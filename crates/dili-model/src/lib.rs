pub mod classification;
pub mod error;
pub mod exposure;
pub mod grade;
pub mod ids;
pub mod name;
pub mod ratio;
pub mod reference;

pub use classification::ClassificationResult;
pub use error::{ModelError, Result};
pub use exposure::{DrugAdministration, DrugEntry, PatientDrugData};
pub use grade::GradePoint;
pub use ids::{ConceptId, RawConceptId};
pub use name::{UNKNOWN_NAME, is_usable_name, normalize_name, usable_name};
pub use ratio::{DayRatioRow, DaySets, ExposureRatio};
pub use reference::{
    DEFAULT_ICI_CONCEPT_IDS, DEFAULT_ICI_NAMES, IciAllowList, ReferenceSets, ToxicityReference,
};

------------

PROMPT: Down to the last line, copy the entries above exactly.

SOLUTION TO THIS TASK:
filename crates/dili-model/src/lib.rs
pub mod classification;
pub mod error;
pub mod exposure;
pub mod grade;
pub mod ids;
pub mod name;
pub mod ratio;
pub mod reference;

pub use classification::ClassificationResult;
pub use error::{ModelError, Result};
pub use exposure::{DrugAdministration, DrugEntry, PatientDrugData};
pub use grade::GradePoint;
pub use ids::{ConceptId, RawConceptId};
pub use name::{UNKNOWN_NAME, is_usable_name, normalize_name, usable_name};
pub use ratio::{DayRatioRow, DaySets, ExposureRatio};
pub use reference::{
    DEFAULT_ICI_CONCEPT_IDS, DEFAULT_ICI_NAMES, IciAllowList, ReferenceSets, ToxicityReference,
};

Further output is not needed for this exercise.